Fetish Club bedarf einer geschichteten Betrachtung: Äußerlich ist es vor allem eine Slapstick-Komödie, die ihren Humor aus der Diskrepanz zwischen „normalen“ Menschen und „Fetisch-Menschen“ bezieht. Da werden eben die submissiven Jungs am nächsten Morgen nackt auf die Straße gestellt und der Milchmann wundert sich. Oder es finden Dialoge statt, wie „Hör auf, Peter Stromstöße zu geben“. Das ist mal mehr, mal weniger lustig und funktioniert nur bedingt im Jahre 2014. So gesehen ist der Film ein Kind seiner Zeit und nicht allzu gut gealtert. Spannender ist da die dem Film eingewebte politische Komponente, die versucht, auf viele verschiedene Arten klarzumachen, dass es solch eine strikte Einteilung in moralisch gute Menschen und Perverse nicht gibt. Denn wieso ist ein Abgeordneter, der früher als Schuldirektor mit großem Vergnügen Jungs den Hintern versohlt hat, moralisch erhabener als zwei Sadomasochisten, die ihre Sexualität einvernehmlich ausleben?
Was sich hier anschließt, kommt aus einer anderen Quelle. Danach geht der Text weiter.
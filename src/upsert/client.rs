//! The write side of an external column-oriented board

use async_trait::async_trait;
use indexmap::IndexMap;

use crate::errors::BoardResult;
use crate::models::Value;

/// External record id
pub type ItemId = String;

/// external column id -> value
pub type ColumnValues = IndexMap<String, Value>;

/// A record already on the board, as seen through its key column
#[derive(Debug, Clone, PartialEq)]
pub struct ExistingItem {
    pub id: ItemId,
    /// Raw text of the key column
    pub key_text: String,
}

#[async_trait]
pub trait BoardClient: Send + Sync {
    /// Up to `limit` records of `board_id` with the text of `key_column_id`
    async fn fetch_items(
        &self,
        board_id: &str,
        key_column_id: &str,
        limit: usize,
    ) -> BoardResult<Vec<ExistingItem>>;

    async fn create_item(
        &self,
        board_id: &str,
        item_name: &str,
        column_values: &ColumnValues,
    ) -> BoardResult<ItemId>;

    async fn update_item(
        &self,
        board_id: &str,
        item_id: &str,
        column_values: &ColumnValues,
    ) -> BoardResult<ItemId>;
}

#[async_trait]
impl<T> BoardClient for std::sync::Arc<T>
where
    T: BoardClient + ?Sized,
{
    async fn fetch_items(
        &self,
        board_id: &str,
        key_column_id: &str,
        limit: usize,
    ) -> BoardResult<Vec<ExistingItem>> {
        (**self).fetch_items(board_id, key_column_id, limit).await
    }

    async fn create_item(
        &self,
        board_id: &str,
        item_name: &str,
        column_values: &ColumnValues,
    ) -> BoardResult<ItemId> {
        (**self).create_item(board_id, item_name, column_values).await
    }

    async fn update_item(
        &self,
        board_id: &str,
        item_id: &str,
        column_values: &ColumnValues,
    ) -> BoardResult<ItemId> {
        (**self).update_item(board_id, item_id, column_values).await
    }
}
//! String-shaped transforms: casing, whitespace, emails, slugs, HTML, names, addresses

use regex::Regex;
use std::collections::HashMap;
use std::sync::OnceLock;

use super::FieldUpdate;
use crate::models::{Row, TransformOptions, Value};

const DEFAULT_FIRST_NAME_FIELD: &str = "first_name";
const DEFAULT_LAST_NAME_FIELD: &str = "last_name";

/// Apply `f` to string values, pass everything else through untouched
fn map_str(value: &Value, f: impl FnOnce(&str) -> String) -> Value {
    match value {
        Value::String(s) => Value::String(f(s)),
        other => other.clone(),
    }
}

pub fn title_case(value: &Value, _options: &TransformOptions, _row: &Row) -> Value {
    map_str(value, title_case_str)
}

/// Lowercase, then uppercase the first letter of every whitespace-delimited token.
/// Whitespace is preserved as-is.
pub(crate) fn title_case_str(s: &str) -> String {
    let mut out = String::with_capacity(s.len());
    let mut at_token_start = true;
    for c in s.chars() {
        if c.is_whitespace() {
            at_token_start = true;
            out.push(c);
        } else if at_token_start {
            out.extend(c.to_uppercase());
            at_token_start = false;
        } else {
            out.extend(c.to_lowercase());
        }
    }
    out
}

pub fn email_normalize(value: &Value, _options: &TransformOptions, _row: &Row) -> Value {
    map_str(value, |s| {
        let lowered = s.trim().to_lowercase();
        match lowered.rsplit_once('@') {
            Some((local, domain)) if !local.is_empty() => {
                let without_tag = local.split('+').next().unwrap_or(local);
                let compact: String = without_tag.chars().filter(|c| *c != '.').collect();
                format!("{compact}@{domain}")
            }
            _ => lowered,
        }
    })
}

pub fn trim_collapse_whitespace(value: &Value, _options: &TransformOptions, _row: &Row) -> Value {
    map_str(value, collapse_whitespace)
}

pub(crate) fn collapse_whitespace(s: &str) -> String {
    s.split_whitespace().collect::<Vec<_>>().join(" ")
}

fn non_alphanumeric_runs() -> &'static Regex {
    static RE: OnceLock<Regex> = OnceLock::new();
    RE.get_or_init(|| Regex::new(r"[^a-z0-9]+").expect("valid slug regex"))
}

pub fn slugify(value: &Value, options: &TransformOptions, _row: &Row) -> Value {
    let separator = options.separator.as_deref().unwrap_or("-");
    map_str(value, |s| {
        let lowered = s.to_lowercase();
        let replaced = non_alphanumeric_runs().replace_all(&lowered, separator);
        let mut slug = replaced.into_owned();
        if !separator.is_empty() {
            let doubled = separator.repeat(2);
            while slug.contains(&doubled) {
                slug = slug.replace(&doubled, separator);
            }
            while let Some(rest) = slug.strip_prefix(separator) {
                slug = rest.to_string();
            }
            while let Some(rest) = slug.strip_suffix(separator) {
                slug = rest.to_string();
            }
        }
        slug
    })
}

fn is_invisible(c: char) -> bool {
    matches!(
        c,
        '\u{200B}' | '\u{200C}' | '\u{200D}' | '\u{2060}' | '\u{FEFF}' | '\u{00AD}'
    ) || c.is_control()
}

pub fn remove_special_characters(value: &Value, _options: &TransformOptions, _row: &Row) -> Value {
    map_str(value, |s| s.chars().filter(|c| !is_invisible(*c)).collect())
}

fn html_block_regex() -> &'static Regex {
    static RE: OnceLock<Regex> = OnceLock::new();
    RE.get_or_init(|| {
        Regex::new(r"(?is)<(script|style)\b[^>]*>.*?</(script|style)\s*>").expect("valid html regex")
    })
}

fn html_tag_regex() -> &'static Regex {
    static RE: OnceLock<Regex> = OnceLock::new();
    RE.get_or_init(|| Regex::new(r"(?s)<[^>]*>").expect("valid html regex"))
}

pub fn sanitize_html(value: &Value, _options: &TransformOptions, _row: &Row) -> Value {
    map_str(value, |s| {
        if !s.contains('<') && !s.contains('&') {
            return s.to_string();
        }
        let without_blocks = html_block_regex().replace_all(s, "");
        let text = html_tag_regex().replace_all(&without_blocks, "");
        decode_entities(&text).trim().to_string()
    })
}

fn decode_entities(s: &str) -> String {
    s.replace("&nbsp;", " ")
        .replace("&lt;", "<")
        .replace("&gt;", ">")
        .replace("&quot;", "\"")
        .replace("&#39;", "'")
        .replace("&apos;", "'")
        .replace("&amp;", "&")
}

/// Split a full name into first/last sibling fields, keeping the source trimmed
pub fn split_name(field: &str, value: &Value, options: &TransformOptions) -> Vec<FieldUpdate> {
    let Value::String(full) = value else {
        return Vec::new();
    };
    let trimmed = full.trim();
    let mut tokens = trimmed.split_whitespace();
    let Some(first) = tokens.next() else {
        return Vec::new();
    };
    let last = tokens.collect::<Vec<_>>().join(" ");

    let first_field = options
        .first_name_field
        .as_deref()
        .unwrap_or(DEFAULT_FIRST_NAME_FIELD);
    let last_field = options
        .last_name_field
        .as_deref()
        .unwrap_or(DEFAULT_LAST_NAME_FIELD);

    vec![
        (field.to_string(), Value::String(trimmed.to_string())),
        (first_field.to_string(), Value::String(first.to_string())),
        (last_field.to_string(), Value::String(last)),
    ]
}

fn address_abbreviations() -> &'static HashMap<&'static str, &'static str> {
    static TABLE: OnceLock<HashMap<&'static str, &'static str>> = OnceLock::new();
    TABLE.get_or_init(|| {
        [
            ("street", "St"),
            ("st", "St"),
            ("avenue", "Ave"),
            ("ave", "Ave"),
            ("av", "Ave"),
            ("road", "Rd"),
            ("rd", "Rd"),
            ("boulevard", "Blvd"),
            ("blvd", "Blvd"),
            ("drive", "Dr"),
            ("dr", "Dr"),
            ("lane", "Ln"),
            ("ln", "Ln"),
            ("court", "Ct"),
            ("ct", "Ct"),
            ("place", "Pl"),
            ("pl", "Pl"),
            ("terrace", "Ter"),
            ("highway", "Hwy"),
            ("hwy", "Hwy"),
            ("parkway", "Pkwy"),
            ("pkwy", "Pkwy"),
            ("suite", "Ste"),
            ("ste", "Ste"),
            ("apartment", "Apt"),
            ("apt", "Apt"),
            ("building", "Bldg"),
            ("floor", "Fl"),
            ("north", "N"),
            ("south", "S"),
            ("east", "E"),
            ("west", "W"),
            ("n", "N"),
            ("s", "S"),
            ("e", "E"),
            ("w", "W"),
            ("ne", "NE"),
            ("nw", "NW"),
            ("se", "SE"),
            ("sw", "SW"),
            ("northeast", "NE"),
            ("northwest", "NW"),
            ("southeast", "SE"),
            ("southwest", "SW"),
            ("po", "PO"),
        ]
        .into_iter()
        .collect()
    })
}

/// Light-weight address tidy-up: collapse whitespace, title case, and
/// canonical street-suffix/directional abbreviations. Not a parser.
pub fn normalize_address(value: &Value, _options: &TransformOptions, _row: &Row) -> Value {
    map_str(value, |s| {
        collapse_whitespace(s)
            .split(' ')
            .map(normalize_address_token)
            .collect::<Vec<_>>()
            .join(" ")
    })
}

fn normalize_address_token(token: &str) -> String {
    let trailing_comma = token.ends_with(',');
    let core = token.trim_end_matches(',');
    let key = core.trim_end_matches('.').to_lowercase();

    let mut normalized = match address_abbreviations().get(key.as_str()) {
        Some(abbrev) => abbrev.to_string(),
        None if core.chars().any(|c| c.is_ascii_digit()) => normalize_numeric_token(core),
        None if core.eq_ignore_ascii_case("p.o.") => "PO".to_string(),
        None => title_case_str(core),
    };
    if trailing_comma {
        normalized.push(',');
    }
    normalized
}

/// "5TH" -> "5th", "#4b" -> "#4B", "12-a" -> "12-A"
fn normalize_numeric_token(token: &str) -> String {
    let ordinal = ["st", "nd", "rd", "th"]
        .iter()
        .any(|suffix| token.to_lowercase().ends_with(suffix))
        && token.chars().next().is_some_and(|c| c.is_ascii_digit());
    if ordinal {
        token.to_lowercase()
    } else {
        token.to_uppercase()
    }
}

#[cfg(test)]
mod tests {
    use super::*;
    use rstest::rstest;
    use serde_json::json;

    fn opts() -> TransformOptions {
        TransformOptions::default()
    }

    fn run(f: fn(&Value, &TransformOptions, &Row) -> Value, input: &str) -> Value {
        f(&json!(input), &opts(), &Row::new())
    }

    #[rstest]
    #[case("jOHN  o'neil", "John  O'neil")]
    #[case("ADA LOVELACE", "Ada Lovelace")]
    #[case("", "")]
    fn test_title_case(#[case] input: &str, #[case] expected: &str) {
        assert_eq!(run(title_case, input), json!(expected));
    }

    #[rstest]
    #[case("John.Doe+news@Gmail.com", "johndoe@gmail.com")]
    #[case("a@b.com", "a@b.com")]
    #[case("first.last@sub.example.org", "firstlast@sub.example.org")]
    #[case("NOT-AN-EMAIL", "not-an-email")]
    fn test_email_normalize(#[case] input: &str, #[case] expected: &str) {
        assert_eq!(run(email_normalize, input), json!(expected));
    }

    #[test]
    fn test_email_normalize_is_idempotent() {
        let once = run(email_normalize, "J.Doe+x@Example.COM");
        let twice = email_normalize(&once, &opts(), &Row::new());
        assert_eq!(once, twice);
    }

    #[test]
    fn test_trim_collapse_whitespace() {
        assert_eq!(
            run(trim_collapse_whitespace, "  a \t b\n\nc  "),
            json!("a b c")
        );
    }

    #[rstest]
    #[case("Hello, World!", "-", "hello-world")]
    #[case("  --Already-slugged--  ", "-", "already-slugged")]
    #[case("Crème Brûlée 2024", "_", "cr_me_br_l_e_2024")]
    fn test_slugify(#[case] input: &str, #[case] sep: &str, #[case] expected: &str) {
        let options = TransformOptions {
            separator: Some(sep.to_string()),
            ..opts()
        };
        assert_eq!(slugify(&json!(input), &options, &Row::new()), json!(expected));
    }

    #[test]
    fn test_remove_special_characters() {
        assert_eq!(
            run(remove_special_characters, "a\u{200b}b\u{0007}c\u{feff}"),
            json!("abc")
        );
    }

    #[test]
    fn test_sanitize_html() {
        assert_eq!(
            run(
                sanitize_html,
                "<p>Hello <b>world</b> &amp; friends</p><script>alert(1)</script>"
            ),
            json!("Hello world & friends")
        );
        assert_eq!(run(sanitize_html, "plain text"), json!("plain text"));
    }

    #[test]
    fn test_split_name_defaults() {
        let updates = split_name("name", &json!("  Ada King Lovelace "), &opts());
        assert_eq!(
            updates,
            vec![
                ("name".to_string(), json!("Ada King Lovelace")),
                ("first_name".to_string(), json!("Ada")),
                ("last_name".to_string(), json!("King Lovelace")),
            ]
        );
    }

    #[test]
    fn test_split_name_custom_fields() {
        let options = TransformOptions {
            first_name_field: Some("given".to_string()),
            last_name_field: Some("family".to_string()),
            ..opts()
        };
        let updates = split_name("name", &json!("Cher"), &options);
        assert_eq!(updates[1], ("given".to_string(), json!("Cher")));
        assert_eq!(updates[2], ("family".to_string(), json!("")));
    }

    #[rstest]
    #[case("123 main street", "123 Main St")]
    #[case("45  north  5TH avenue, apt #4b", "45 N 5th Ave, Apt #4B")]
    #[case("PO box 12", "PO Box 12")]
    fn test_normalize_address(#[case] input: &str, #[case] expected: &str) {
        assert_eq!(run(normalize_address, input), json!(expected));
    }

    #[test]
    fn test_non_strings_pass_through() {
        assert_eq!(title_case(&json!(5), &opts(), &Row::new()), json!(5));
        assert_eq!(slugify(&Value::Null, &opts(), &Row::new()), Value::Null);
    }
}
Die beste Art Fetish Club zu sehen, ist wohl den Film als ein Stück politische Filmgeschichte zu betrachten, als Kultfilm der späten 1990er Jahre, der in seiner Aussage noch immer Bestand hat. Ein Sehvergnügen ist er allemal: vor allem die Clubsequenzen sprühen nur so vor künstlerisch-exzentrischen Momenten, überbordenden Kostümen und einer Ausstattung, die Fetisch mit Kunst und Fantasie verknüpft. Hier, wo sich die Szene von damals vor der Kamera ausstellt, finden sich die wahrlich starken Momente des Filmes wieder. Der Karneval wird gelebt, ganz wie Michail Bachtin es einst beschrieben hat. Nur mit einem Unterschied: die bunten Grenzüberschreitungen sind keine einfache Maskerade, sondern Ausdruck nach dem Wunsch frei über die eigene Sexualität bestimmen zu können.

Fetish Club

Unter den Mengen an DVD-Veröffentlichungen spült der Markt hier und da einmal eine ganz besondere Filmperle an. Diese — „Fetish Club“ — wäre fast verloren gegangen, denn die einzig noch verbliebene 35mm Kopie war stark beschädigt, obwohl der Film erst 1997 veröffentlicht wurde. Dank einer Kickstarter Kampagne, die zu großen Teilen aus der BDSM-Szene finanziert wurde, konnte dieser britische Kultfilm gerettet und digitalisiert werden. Und so landet dieses bunte Werk nun in der Videothek und bei Amazon und wird wohl so einige Zuschauer überraschen.